Fernande Romelus, mom

She lived off soft foods, especially peanut butter sandwiches. Neissa stopped going to school about a year ago, and the neighborhood children who once came to play were ordered by their parents to stay away.

“It really hurt her and she couldn’t understand why,” a translator for Romelus said.

Sometimes, her mother said, the tumor hurt Neissa and it bled. What they didn’t know: the rapidly growing mass would eventually threaten her ability to breathe.

In February, a chance encounter saved Neissa’s life.

Elaine Lewis was 59 when she recently went back to school to learn how to be a surgical technician. The California resident wanted to do mission work and had heard there was a need for help in operating rooms.

Lewis’ training landed her a position at a hospital in Haiti.

On the way into to work one day, Lewis walked past Neissa and her mother sitting on a bench outside the hospital.

“I smiled and tried not to stare,” she said. “But God said, ‘Go back.’”

Lewis asked Romelus if she wanted help getting treatment for her daughter. Romelus said yes, setting Lewis off on a global search to find someone who could care for the little girl. But her case was so medically complex that Lewis looked for months without luck.

“I wanted to give up multiple times ... but I couldn’t put it to rest,” Lewis said. “I think it was my Christian faith to comfort the hopeless.”

Finally, a connection in Australia recommended Calvin Babcock. Babcock is a Miami real estate developer and Baptist board chairman who co-founded Living Hope Haiti Christian Mission. The nonprofit sends volunteer surgeons to the country, focusing primarily on the St.
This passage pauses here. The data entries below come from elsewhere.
// =============================================================================
// TESTS
// =============================================================================

#[cfg(test)]
mod tests {
    use super::*;

    const LIFE: ScenarioId = 1;
    const RETIREMENT: ScenarioId = 2;
    const BUNDLE: ScenarioId = 3;

    fn engine(timings: PlaybackTimings) -> PlaybackEngine {
        PlaybackEngine::new(Arc::new(ScenarioCatalog::builtin()), timings)
    }

    /// Fires timers at their due time until none is pending.
    fn run_to_end(engine: &mut PlaybackEngine) -> Vec<PlaybackEvent> {
        let mut events = Vec::new();
        while let Some(ticket) = engine.pending() {
            events.extend(engine.fire(ticket, ticket.due));
        }
        events
    }

    /// Fires timers until `count` messages are in the transcript.
    fn run_until_len(engine: &mut PlaybackEngine, count: usize) {
        while engine.transcript().len() < count {
            let ticket = engine.pending().expect("run ended early");
            engine.fire(ticket, ticket.due);
        }
    }

    #[test]
    fn test_start_without_selection_is_noop() {
        let mut engine = engine(PlaybackTimings::default());
        assert!(engine.start(Duration::ZERO).is_empty());
        assert_eq!(engine.state(), PlaybackState::Idle);
        assert!(engine.pending().is_none());
        assert_eq!(engine.stats().runs_started, 0);
    }

    #[test]
    fn test_full_run_appends_script_in_order() {
        let mut engine = engine(PlaybackTimings::default());
        assert!(engine.select_scenario(LIFE));
        engine.start(Duration::ZERO);
        let events = run_to_end(&mut engine);

        assert_eq!(engine.state(), PlaybackState::Finished);
        let catalog = ScenarioCatalog::builtin();
        let script = &catalog.get(LIFE).unwrap().script;
        assert_eq!(engine.transcript(), script.as_slice());
        assert_eq!(engine.transcript()[0].sender, Sender::Bot);
        assert!(engine.transcript()[6].body.contains("detailed quote"));
        assert_eq!(events.last(), Some(&PlaybackEvent::Finished { messages: 7 }));
        assert!(engine.pending().is_none());
    }

    #[test]
    fn test_per_sender_delays() {
        let timings = PlaybackTimings::default();
        let mut engine = engine(timings);
        engine.select_scenario(LIFE);
        engine.start(Duration::ZERO);

        // Bot: gap, then thinking
        let turn = engine.pending().unwrap();
        assert_eq!(turn.due, timings.turn_gap);
        engine.fire(turn, turn.due);
        assert_eq!(engine.state(), PlaybackState::LoadingBot);
        let commit = engine.pending().unwrap();
        assert_eq!(commit.step, Step::Commit);
        assert_eq!(commit.due, timings.turn_gap + timings.bot_thinking);

        // Nothing lands early
        assert!(engine.poll(commit.due - Duration::from_millis(1)).is_empty());
        assert!(engine.transcript().is_empty());
        engine.poll(commit.due);
        assert_eq!(engine.transcript().len(), 1);
        assert_eq!(engine.state(), PlaybackState::AwaitingTurn);
    }

    #[test]
    fn test_user_typing_reveals_one_char_per_tick() {
        let mut engine = engine(PlaybackTimings::default());
        engine.select_scenario(LIFE);
        engine.start(Duration::ZERO);
        run_until_len(&mut engine, 1);

        let ticket = engine.pending().unwrap();
        engine.fire(ticket, ticket.due);
        assert_eq!(engine.state(), PlaybackState::TypingUser);
        assert_eq!(engine.typing_text().as_deref(), Some(""));

        let body = "I'm interested in life insurance options for my family.";
        let mut typed = 0;
        while engine.state() == PlaybackState::TypingUser {
            let ticket = engine.pending().unwrap();
            assert_eq!(ticket.step, Step::TypeChar);
            let events = engine.fire(ticket, ticket.due);
            typed += 1;
            let expected: String = body.chars().take(typed).collect();
            assert!(events.contains(&PlaybackEvent::Typed {
                message_id: 2,
                visible: expected.clone(),
            }));
            assert_eq!(engine.typing_text(), Some(expected));
        }

        assert_eq!(typed, body.chars().count());
        assert_eq!(engine.state(), PlaybackState::SendingUser);
        assert_eq!(engine.typing_text().as_deref(), Some(body));
        assert_eq!(engine.transcript().len(), 1);

        let ticket = engine.pending().unwrap();
        engine.fire(ticket, ticket.due);
        assert_eq!(engine.transcript().len(), 2);
        assert_eq!(engine.typing_text(), None);
    }

    #[test]
    fn test_reset_from_any_state() {
        let mut engine = engine(PlaybackTimings::default());
        engine.select_scenario(LIFE);
        engine.start(Duration::ZERO);
        run_until_len(&mut engine, 1);
        // Into the user's typing animation
        for _ in 0..3 {
            let ticket = engine.pending().unwrap();
            engine.fire(ticket, ticket.due);
        }
        assert_eq!(engine.state(), PlaybackState::TypingUser);
        let stale = engine.pending().unwrap();

        let events = engine.reset();
        assert!(events.contains(&PlaybackEvent::Reset));
        assert_eq!(engine.state(), PlaybackState::Idle);
        assert_eq!(engine.cursor(), 0);
        assert!(engine.transcript().is_empty());
        assert!(engine.pending().is_none());

        // The cancelled timer firing late changes nothing
        assert!(engine.fire(stale, stale.due).is_empty());
        assert!(engine.transcript().is_empty());
        assert_eq!(engine.stats().stale_firings, 1);

        // Resetting an idle engine is harmless
        engine.reset();
        assert_eq!(engine.state(), PlaybackState::Idle);
    }

    #[test]
    fn test_restart_supersedes_previous_run() {
        let mut engine = engine(PlaybackTimings::default());
        engine.select_scenario(LIFE);
        engine.start(Duration::ZERO);
        run_until_len(&mut engine, 2);
        let old = engine.pending().unwrap();
        let old_generation = engine.generation();

        engine.start(Duration::from_secs(10));
        assert!(engine.generation() > old_generation);
        assert!(engine.transcript().is_empty());
        assert_eq!(engine.state(), PlaybackState::AwaitingTurn);

        assert!(engine.fire(old, old.due).is_empty());
        assert!(engine.transcript().is_empty());

        run_to_end(&mut engine);
        assert_eq!(engine.transcript().len(), 7);
        assert_eq!(engine.stats().runs_started, 2);
    }

    #[test]
    fn test_select_scenario_cancels_run() {
        let mut engine = engine(PlaybackTimings::default());
        engine.select_scenario(LIFE);
        engine.start(Duration::ZERO);
        run_until_len(&mut engine, 1);
        let old = engine.pending().unwrap();

        assert!(engine.select_scenario(RETIREMENT));
        assert_eq!(engine.state(), PlaybackState::Idle);
        assert!(engine.transcript().is_empty());
        assert!(engine.fire(old, old.due).is_empty());

        assert!(!engine.select_scenario(404));
        assert_eq!(engine.selected_scenario().unwrap().id, RETIREMENT);
    }

    #[test]
    fn test_selection_event_overrides_manual_choice() {
        let mut engine = engine(PlaybackTimings::instant());
        engine.select_scenario(RETIREMENT);
        engine.start(Duration::ZERO);
        run_until_len(&mut engine, 5);

        // Option list (message 5) is on screen; pick something else by hand
        assert!(engine.toggle_option(5, "growth"));
        assert_eq!(engine.transcript()[4].selected_option(), Some("growth"));

        run_until_len(&mut engine, 6);
        let prompt = &engine.transcript()[4];
        assert_eq!(prompt.selected_option(), Some("income"));
        assert_eq!(prompt.options().unwrap().iter().filter(|o| o.selected).count(), 1);
        assert_eq!(engine.stats().selections_applied, 1);
    }

    #[test]
    fn test_later_selection_replaces_earlier_one() {
        let mut engine = engine(PlaybackTimings::instant());
        engine.select_scenario(BUNDLE);
        engine.start(Duration::ZERO);
        let events = run_to_end(&mut engine);

        let applied: Vec<_> = events
            .iter()
            .filter(|e| matches!(e, PlaybackEvent::SelectionApplied { .. }))
            .collect();
        assert_eq!(applied.len(), 2);
        assert_eq!(engine.transcript()[2].selected_option(), Some("bundle"));

        // The catalog itself is never touched
        let catalog = ScenarioCatalog::builtin();
        assert_eq!(catalog.get(BUNDLE).unwrap().script[2].selected_option(), None);
    }

    #[test]
    fn test_toggle_rules() {
        let mut engine = engine(PlaybackTimings::instant());
        engine.select_scenario(RETIREMENT);
        engine.start(Duration::ZERO);

        // Not revealed yet
        assert!(!engine.toggle_option(5, "income"));

        run_until_len(&mut engine, 5);
        assert!(!engine.toggle_option(5, "nonexistent"));
        assert!(!engine.toggle_option(1, "income"));
        assert!(engine.toggle_option(5, "legacy"));
        assert!(engine.toggle_option(5, "legacy"));
        assert_eq!(engine.transcript()[4].selected_option(), None);
    }

    #[test]
    fn test_controls() {
        let mut engine = engine(PlaybackTimings::instant());
        assert_eq!(engine.controls(), Controls { can_start: false, can_reset: false });

        engine.select_scenario(LIFE);
        assert_eq!(engine.controls(), Controls { can_start: true, can_reset: false });

        engine.start(Duration::ZERO);
        assert_eq!(engine.controls(), Controls { can_start: false, can_reset: false });

        run_until_len(&mut engine, 1);
        assert_eq!(engine.controls(), Controls { can_start: false, can_reset: true });

        run_to_end(&mut engine);
        assert_eq!(engine.controls(), Controls { can_start: true, can_reset: true });
    }

    #[test]
    fn test_poll_with_instant_timings_runs_whole_script() {
        let mut engine = engine(PlaybackTimings::instant());
        engine.select_scenario(RETIREMENT);
        engine.start(Duration::ZERO);
        engine.poll(Duration::ZERO);
        assert_eq!(engine.state(), PlaybackState::Finished);
        assert_eq!(engine.transcript().len(), 10);
    }

    #[test]
    fn test_snapshot_reflects_state() {
        let mut engine = engine(PlaybackTimings::default()).with_session(SessionId::from_seed(1));
        engine.select_scenario(LIFE);
        engine.start(Duration::ZERO);
        run_until_len(&mut engine, 1);

        let snapshot = engine.snapshot();
        assert_eq!(snapshot.session, SessionId::from_seed(1));
        assert_eq!(snapshot.scenario, Some(LIFE));
        assert_eq!(snapshot.state, PlaybackState::AwaitingTurn);
        assert_eq!(snapshot.transcript.len(), 1);
        assert_eq!(snapshot.cursor, 1);
        assert_eq!(snapshot.script_len, 7);
        assert!(snapshot.typing_text.is_none());
    }

    #[test]
    fn test_empty_script_finishes_immediately() {
        let catalog = ScenarioCatalog::new(vec![Scenario::new(1, "Empty", "nothing")]);
        let mut engine = PlaybackEngine::new(Arc::new(catalog), PlaybackTimings::default());
        engine.select_scenario(1);
        let events = engine.start(Duration::ZERO);
        assert_eq!(engine.state(), PlaybackState::Finished);
        assert!(events.contains(&PlaybackEvent::Finished { messages: 0 }));
        assert!(engine.pending().is_none());
    }
}
//! chatreel Verification Harness
//!
//! A controlled environment where scripted chat playback runs against a
//! virtual clock, so every timing-sensitive behavior can be checked
//! deterministically and in microseconds.
//!
//! # Core Principle
//!
//! All sources of non-determinism are replaced:
//! - **Time**: the virtual clock jumps straight to the next pending timer
//! - **Randomness**: the random-controls drill draws from a seeded ChaCha8 RNG
//! - **Identity**: session ids are derived from the same seed
//!
//! # Architecture
//!
//! ```text
//! ┌──────────────────────────────────────────────────────┐
//! │                     DrillRunner                      │
//! │   ┌──────────────┐    fire(ticket)   ┌────────────┐  │
//! │   │  SimContext  │ ───────────────►  │ Playback   │  │
//! │   │ (virtual     │ ◄───────────────  │ Engine     │  │
//! │   │  clock + RNG)│   next_due()      └─────┬──────┘  │
//! │   └──────────────┘                         │ events  │
//! │                                   ┌────────▼──────┐  │
//! │                                   │  assertions   │  │
//! │                                   │  + event log  │  │
//! │                                   └───────────────┘  │
//! └──────────────────────────────────────────────────────┘
//! ```
//!
//! # Usage
//!
//! ```ignore
//! use chatreel_sim::{DrillId, DrillRunner};
//!
//! let runner = DrillRunner::new(Arc::new(ScenarioCatalog::builtin())).with_seed(42);
//! let result = runner.run(DrillId::RestartMidRun, 2);
//! assert!(result.passed);
//! ```

mod context;
pub mod drills;
pub mod exporter;
pub mod runner;

pub use context::SimContext;
pub use drills::DrillId;
pub use exporter::{TimedEvent, TranscriptExport};
pub use runner::{expected_duration, DrillFailure, DrillMetrics, DrillResult, DrillRunner};
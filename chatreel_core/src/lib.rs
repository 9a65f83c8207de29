//! chatreel Core - Scripted Chat Playback for Insurance Sales Demos
//!
//! Replays pre-authored customer/bot conversations as if they were live:
//! 1. **Catalog**: built-in scenarios plus JSON-loaded ones, validated on load
//! 2. **Engine**: a timed reveal state machine with generation-tagged timers,
//!    so restarting or resetting mid-run never leaks stale messages
//! 3. **Render**: stateless mapping from transcript to chat bubbles, option
//!    lists, tables and the explanation panel

pub mod catalog;
pub mod config;
pub mod driver;
pub mod engine;
pub mod model;
pub mod render;
pub mod validation;

#[cfg(feature = "dashboard")]
pub mod dashboard;

// Re-export key types for convenience
pub use catalog::{CatalogError, ScenarioCatalog};
pub use config::{Edition, FeatureSet, PlaybackTimings, PlayerConfig, Theme, SPEED_RANGE};
pub use driver::{PlaybackDriver, PlayerCommand, PlayerHandle};
pub use engine::{PlaybackEngine, PlaybackEvent, PlaybackSnapshot, PlaybackState, TimerTicket};
pub use model::{Content, ContentKind, Message, Scenario, Sender};
pub use validation::{validate_catalog, ValidationReport};

#[cfg(feature = "dashboard")]
pub use dashboard::ChatDashboard;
Michel area of Northern Haiti.

Lewis said Babcock, who has spent years in Haiti helping to build schools, medical clinics and an orphanage, did not hesitate to take on the case.

“It was fast-tracked,” she said.

Months of waiting turned into a sprint to secure visas, assemble a medical team and buy plane tickets to Miami.

We were all a little taken aback by the size of the lesion.

Joseph McCain, doctor

At Baptist, doctors made scans and models to understand where the tumor was and how best to remove it. There was much to consider, like how to keep Neissa breathing and figuring out where blood vessels were.

“We were all a little taken aback by the size of the lesion,” said Dr. Joseph McCain, an oral and maxillofacial surgeon who helped coordinate Neissa’s care.

Soon the surgery took on a new urgency. Just weeks after Baptist doctors took on Neissa’s case, the tumor doubled in size and the little girl began to have trouble breathing at night.

“Neissa started to have a rapid acceleration of the growth of the tumor,” McCain said. “We were all quite concerned about that.”

The surgery date was pushed up. Neissa’s first surgery was on Sept. 24 for the tumor removal, followed by reconstructive surgery on Sept. 30.

It took a medical team about 12 hours to saw and chisel the tumor away, reconstruct her jaw out of rib bone and skin from the leg, and close up the incisions. Seventeen Baptist doctors were involved with her care, along with nurses and many others.

Neissa remained sedated the next day to let the pain from intensive surgery fade away. The spindly girl woke up in good spirits, and with a new-found taste for sweets. Lewis said she recently wolfed down most of a chocolate cake before anyone noticed.

Neissa now bears a pink scar running down her nose from her eyebrow to her lip, and across her cheek just below her eye. Her caretakers gently remind her to close her gaping mouth, which is still a bit stretched from the tumor.

She’s going to be a maxillofacial surgeon, so she can give back.

Fernande Romelus, mom

Doctors are waiting for results to confirm the tumor was not cancerous. More surgeries await Neissa: She needs dental implants and jaw reconstruction.

Even then, her medical journey will not be over. Neissa will need constant monitoring to make sure the aggressive tumor does not regrow.

“We’re set up to monitor her going forward — as long as it takes,” McCain said.

Doctors expect Neissa to get well enough to return to Haiti soon, where her father and younger sister are waiting. Neissa, who loves the color pink and Barbie dolls, said she is looking forward to going back to school. She has plenty of studying ahead of her. A translator relayed:

“She’s going to be a maxillofacial surgeon, so she can give back.”